MP Mike Morrice is the Ontario parliamentarian who is backing Petition e-4268.
“The more widely we communicate to any level of government that there’s support for a particular campaign or call to action, that’s how we put pressure on [the] government to act,” said Morrice in an interview with the Martlet.
Once the petition closes on May 26, Morrice will have the opportunity to present the petition on the floor of the House of Commons, after which the Government of Canada will have forty-five working days to officially respond to the petition.
“I’ll be looking for the earliest opportunity the week of May 29,” Morrice said.
Despite being the MP to back the petition, Morrice’s involvement mostly consists of publicly bolstering the work of those in his community.
“Certainly I support the call of the petition. Absolutely. But, for me, it’s really important to highlight the advocates on the ground who are doing the work.”
The primary advocate, in this case, is Cait Glasson, an activist for queer and trans communities in Waterloo, Ontario. Glasson is the creator of Petition e-4268.
“What inspired me [to create the petition] was looking at the number of anti-trans bills being passed in the states,” said Glasson. “I wonder[ed] if Canada could be of some help here because we have protection in the charter of rights, which very few other countries have.”
Bills concerning transgender rights in the United States are continuously proposed and passed, some of the latest ones within the past month.
On March 2, a first-of-its-kind bill was passed into law in Tennessee that restricts drag performances in the state. It will take effect July 1.
March 6 marked the day that Florida Senate Bill 254 was discussed for the first time. If this bill is passed, it would mean that Florida courts sustain the power to change parental custody rights if a child seeks gender-affirming care.
Canadian immigration legislation includes an agreement with the United States called the Safe Third Country (STC) agreement, which means that, in most cases, in order to make an asylum claim, you cannot currently reside in an STC.
The government of Canada website states that “Only countries that respect human rights and offer a high degree of protection to asylum seekers may be designated as safe third countries. To date, the United States is the only designated safe third country.”
The petition contends the STC agreement should be suspended, since the United States is no longer a safe country for trans people. The petition argues that, instead of relying on the STC agreement, the criteria for national asylum claims should be amended in order to provide safe Canadian residency to trans and nonbinary citizens regardless of where they live.

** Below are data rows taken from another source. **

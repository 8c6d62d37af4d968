//! Query transports for the abstractor.
//!
//! Two [`QueryExecutor`] implementations:
//! - [`SparqlEndpoint`]: a remote SPARQL 1.1 endpoint over HTTP (`reqwest`)
//! - [`RdfFileSource`]: a local RDF file loaded into an in-memory `oxigraph` store
//!
//! [`open_source`] picks one from a location and an optional format tag.

pub mod endpoint;
pub mod file;

use std::fmt;
use std::path::Path;
use std::str::FromStr;
use std::time::Duration;

use abstractor_core::{QueryError, QueryExecutor};
use oxigraph::io::RdfFormat;

pub use endpoint::{parse_results, SparqlEndpoint};
pub use file::RdfFileSource;

/// Where rows come from: a remote endpoint or a file serialization.
#[derive(Debug, Clone, Copy, PartialEq, Eq)]
pub enum SourceFormat {
    Sparql,
    Turtle,
    NTriples,
    NQuads,
    TriG,
    RdfXml,
    N3,
}

#[derive(Debug, Clone, PartialEq, Eq, thiserror::Error)]
#[error("unknown source format `{0}` (expected sparql, turtle, ntriples, nquads, trig, rdfxml or n3)")]
pub struct UnknownFormat(pub String);

impl FromStr for SourceFormat {
    type Err = UnknownFormat;

    fn from_str(tag: &str) -> Result<Self, Self::Err> {
        match tag.trim().to_ascii_lowercase().as_str() {
            "sparql" | "endpoint" => Ok(SourceFormat::Sparql),
            "turtle" | "ttl" => Ok(SourceFormat::Turtle),
            "ntriples" | "nt" => Ok(SourceFormat::NTriples),
            "nquads" | "nq" => Ok(SourceFormat::NQuads),
            "trig" => Ok(SourceFormat::TriG),
            "rdfxml" | "xml" | "owl" | "rdf" => Ok(SourceFormat::RdfXml),
            "n3" => Ok(SourceFormat::N3),
            other => Err(UnknownFormat(other.to_string())),
        }
    }
}

impl fmt::Display for SourceFormat {
    fn fmt(&self, f: &mut fmt::Formatter<'_>) -> fmt::Result {
        f.write_str(match self {
            SourceFormat::Sparql => "sparql",
            SourceFormat::Turtle => "turtle",
            SourceFormat::NTriples => "ntriples",
            SourceFormat::NQuads => "nquads",
            SourceFormat::TriG => "trig",
            SourceFormat::RdfXml => "rdfxml",
            SourceFormat::N3 => "n3",
        })
    }
}

impl SourceFormat {
    /// Guess from the location: `http(s)://` is an endpoint, otherwise the file extension decides.
    pub fn detect(location: &str) -> Option<Self> {
        if location.starts_with("http://") || location.starts_with("https://") {
            return Some(SourceFormat::Sparql);
        }
        Path::new(location)
            .extension()
            .and_then(|ext| ext.to_str())
            .and_then(|ext| ext.parse().ok())
    }

    /// The parser to use; `None` for endpoints.
    pub fn rdf_format(self) -> Option<RdfFormat> {
        match self {
            SourceFormat::Sparql => None,
            SourceFormat::Turtle => Some(RdfFormat::Turtle),
            SourceFormat::NTriples => Some(RdfFormat::NTriples),
            SourceFormat::NQuads => Some(RdfFormat::NQuads),
            SourceFormat::TriG => Some(RdfFormat::TriG),
            SourceFormat::RdfXml => Some(RdfFormat::RdfXml),
            SourceFormat::N3 => Some(RdfFormat::N3),
        }
    }
}

/// Transport settings; only endpoints use them.
#[derive(Debug, Clone, Default)]
pub struct SourceOptions {
    pub timeout: Option<Duration>,
    pub user: Option<String>,
    pub password: Option<String>,
}

/// Open `location` as a query source.
///
/// Without an explicit `format`, the location is classified by [`SourceFormat::detect`].
pub fn open_source(
    location: &str,
    format: Option<SourceFormat>,
    options: &SourceOptions,
) -> Result<Box<dyn QueryExecutor>, QueryError> {
    let format = format
        .or_else(|| SourceFormat::detect(location))
        .ok_or_else(|| QueryError::Parse(format!("cannot tell what kind of source `{location}` is")))?;

    match format.rdf_format() {
        None => {
            let mut endpoint = SparqlEndpoint::new(location, options.timeout)?;
            if let Some(user) = &options.user {
                endpoint = endpoint.with_credentials(user, options.password.as_deref());
            }
            tracing::info!(endpoint = %location, "using SPARQL endpoint");
            Ok(Box::new(endpoint))
        }
        Some(rdf_format) => Ok(Box::new(RdfFileSource::open(
            Path::new(location),
            Some(rdf_format),
        )?)),
    }
}
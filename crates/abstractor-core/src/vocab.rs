//! Namespaces and the configurable vocabulary of an abstraction run.
//!
//! Two kinds of IRIs live here:
//! - fixed W3C terms used to *write* the schema graph (`rdf:type`, `rdfs:domain`, ...),
//! - the run-level [`Vocabulary`]: the internal namespace that mints marker
//!   identifiers, the excluded-namespace gate and the reserved label predicate.
//!
//! Everything the gate depends on is a field of [`Vocabulary`], so tests can
//! substitute fixtures instead of relying on compiled-in globals.

use serde::{Deserialize, Serialize};

pub const RDF_NS: &str = "http://www.w3.org/1999/02/22-rdf-syntax-ns#";
pub const RDFS_NS: &str = "http://www.w3.org/2000/01/rdf-schema#";
pub const OWL_NS: &str = "http://www.w3.org/2002/07/owl#";
pub const XSD_NS: &str = "http://www.w3.org/2001/XMLSchema#";
pub const PROV_NS: &str = "http://www.w3.org/ns/prov#";
pub const FALDO_NS: &str = "http://biohackathon.org/resource/faldo#";

pub const VIRTRDF_NS: &str = "http://www.openlinksw.com/schemas/virtrdf#";
pub const VIRTRDF_DATA_FORMATS_NS: &str = "http://www.openlinksw.com/virtrdf-data-formats#";
pub const SPARQL_SERVICE_NS: &str = "http://www.w3.org/ns/sparql-service-description#";

pub const DEFAULT_NAMESPACE: &str = "http://askomics.org/internal/";

pub const RDF_TYPE: &str = "http://www.w3.org/1999/02/22-rdf-syntax-ns#type";
pub const RDFS_LABEL: &str = "http://www.w3.org/2000/01/rdf-schema#label";
pub const RDFS_DOMAIN: &str = "http://www.w3.org/2000/01/rdf-schema#domain";
pub const RDFS_RANGE: &str = "http://www.w3.org/2000/01/rdf-schema#range";
pub const RDFS_SUBCLASS_OF: &str = "http://www.w3.org/2000/01/rdf-schema#subClassOf";
pub const OWL_CLASS: &str = "http://www.w3.org/2002/07/owl#Class";
pub const OWL_OBJECT_PROPERTY: &str = "http://www.w3.org/2002/07/owl#ObjectProperty";
pub const OWL_DATATYPE_PROPERTY: &str = "http://www.w3.org/2002/07/owl#DatatypeProperty";
pub const OWL_NAMED_INDIVIDUAL: &str = "http://www.w3.org/2002/07/owl#NamedIndividual";
pub const XSD_DECIMAL: &str = "http://www.w3.org/2001/XMLSchema#decimal";
pub const XSD_STRING: &str = "http://www.w3.org/2001/XMLSchema#string";
pub const XSD_BOOLEAN: &str = "http://www.w3.org/2001/XMLSchema#boolean";
pub const XSD_DATE_TIME: &str = "http://www.w3.org/2001/XMLSchema#dateTime";
pub const PROV_ENTITY: &str = "http://www.w3.org/ns/prov#Entity";
pub const PROV_AT_LOCATION: &str = "http://www.w3.org/ns/prov#atLocation";
pub const PROV_GENERATED_AT_TIME: &str = "http://www.w3.org/ns/prov#generatedAtTime";
pub const PROV_WAS_ATTRIBUTED_TO: &str = "http://www.w3.org/ns/prov#wasAttributedTo";

/// XSD datatypes whose values count as numeric attributes.
const NUMERIC_XSD_LOCAL_NAMES: &[&str] = &[
    "decimal",
    "integer",
    "int",
    "long",
    "short",
    "byte",
    "float",
    "double",
    "nonNegativeInteger",
    "nonPositiveInteger",
    "positiveInteger",
    "negativeInteger",
    "unsignedLong",
    "unsignedInt",
    "unsignedShort",
    "unsignedByte",
];

/// Is `datatype` one of the XSD numeric datatypes?
pub fn is_numeric_datatype(datatype: &str) -> bool {
    datatype
        .strip_prefix(XSD_NS)
        .is_some_and(|local| NUMERIC_XSD_LOCAL_NAMES.contains(&local))
}

// ============================================================================
// Run vocabulary
// ============================================================================

/// Marker local names minted under [`Vocabulary::namespace`].
pub mod marker {
    pub const ENTITY: &str = "entity";
    pub const START_POINT: &str = "startPoint";
    pub const INSTANCES_HAVE_NO_LABELS: &str = "instancesHaveNoLabels";
    pub const RELATION: &str = "AskomicsRelation";
    pub const CATEGORY: &str = "AskomicsCategory";
    pub const CATEGORY_VALUE: &str = "category";
    /// Prefix shared by the positional attribute markers (`faldoStart`, `faldoEnd`, ...).
    pub const POSITIONAL_PREFIX: &str = "faldo";
}

#[derive(Debug, Clone, PartialEq, Eq, Serialize, Deserialize)]
pub struct Vocabulary {
    /// Internal namespace; every marker identifier is `namespace + local name`.
    pub namespace: String,
    /// Prefixes whose identifiers never become schema nodes.
    pub excluded: Vec<String>,
    /// Positional/genomic-coordinate vocabulary, excluded when present.
    pub positional: Option<String>,
    /// If non-empty, an identifier must start with one of these to be admitted.
    pub required: Vec<String>,
    /// The reserved label predicate.
    pub label_predicate: String,
    /// Generating-tool identifier recorded in provenance.
    pub tool: String,
    /// Extra `(name, namespace)` prefixes bound in Turtle output.
    #[serde(default)]
    pub bindings: Vec<(String, String)>,
}

impl Default for Vocabulary {
    fn default() -> Self {
        Self::new(DEFAULT_NAMESPACE)
    }
}

impl Vocabulary {
    pub fn new(namespace: &str) -> Self {
        Self {
            namespace: namespace.to_string(),
            excluded: vec![
                RDF_NS.to_string(),
                RDFS_NS.to_string(),
                OWL_NS.to_string(),
                XSD_NS.to_string(),
                VIRTRDF_NS.to_string(),
                VIRTRDF_DATA_FORMATS_NS.to_string(),
                SPARQL_SERVICE_NS.to_string(),
                namespace.to_string(),
            ],
            positional: Some(FALDO_NS.to_string()),
            required: Vec::new(),
            label_predicate: RDFS_LABEL.to_string(),
            tool: format!("abstractor {}", env!("CARGO_PKG_VERSION")),
            bindings: Vec::new(),
        }
    }

    pub fn with_excluded(mut self, prefix: &str) -> Self {
        if !self.excluded.iter().any(|p| p == prefix) {
            self.excluded.push(prefix.to_string());
        }
        self
    }

    pub fn with_required(mut self, prefix: &str) -> Self {
        self.required.push(prefix.to_string());
        self
    }

    pub fn with_positional(mut self, positional: Option<&str>) -> Self {
        self.positional = positional.map(str::to_string);
        self
    }

    pub fn with_label_predicate(mut self, predicate: &str) -> Self {
        self.label_predicate = predicate.to_string();
        self
    }

    pub fn with_tool(mut self, tool: &str) -> Self {
        self.tool = tool.to_string();
        self
    }

    /// Bind `name:` to `namespace` in Turtle output; a later binding of the same name replaces it.
    pub fn with_binding(mut self, name: &str, namespace: &str) -> Self {
        self.bindings.retain(|(bound, _)| bound != name);
        self.bindings.push((name.to_string(), namespace.to_string()));
        self
    }

    /// Identifier of a marker under the internal namespace.
    pub fn term(&self, local: &str) -> String {
        format!("{}{}", self.namespace, local)
    }

    pub fn is_label_predicate(&self, id: &str) -> bool {
        id == self.label_predicate
    }

    /// True when `id` falls under an excluded (or positional) namespace.
    pub fn is_excluded(&self, id: &str) -> bool {
        self.excluded
            .iter()
            .chain(self.positional.iter())
            .any(|prefix| id.starts_with(prefix.as_str()))
    }

    /// The single validity gate shared by the classifier and the builder.
    ///
    /// Only absolute IRIs pass; blank-node labels and relative references never
    /// become schema nodes.
    pub fn admits(&self, id: &str) -> bool {
        if id.is_empty() || self.is_excluded(id) || url::Url::parse(id).is_err() {
            return false;
        }
        self.required.is_empty()
            || self
                .required
                .iter()
                .any(|prefix| id.starts_with(prefix.as_str()))
    }

    /// Is `id` one of the tool's positional attribute markers?
    pub fn is_positional_marker(&self, id: &str) -> bool {
        id.strip_prefix(self.namespace.as_str())
            .is_some_and(|local| local.starts_with(marker::POSITIONAL_PREFIX))
    }
}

In order for a petition to be presented on the floor of the House of Commons it needs 500 signatures. According to Cait, “once you break the 500 mark, what you’re doing then is competing for attention.”
“The biggest petition to date in this parliament was an anti-vax petition that got 42 000 signatures or something like that. I’m hoping that we will get enough signatures to get past that, and be the biggest petition presented in this parliament, because Canadians care about this.”
At the time of Glasson’s interview with the Martlet, the petition had around 30 000 signatures, but it has since surpassed 130 000, officially making it the biggest petition to date in the 44th parliament.
According to Glasson, the more signatures the petition receives, the harder it will be for the government to turn it down. She explains that every signature marks a valuable potential voter, and thus, the more people that sign, the more seriously the government might take the petition.
Petition e-4268 has been a success, and a shining show of support from Canadian citizens for transgender and nonbinary people, but only time will tell how the petition will fare when it is presented in parliament.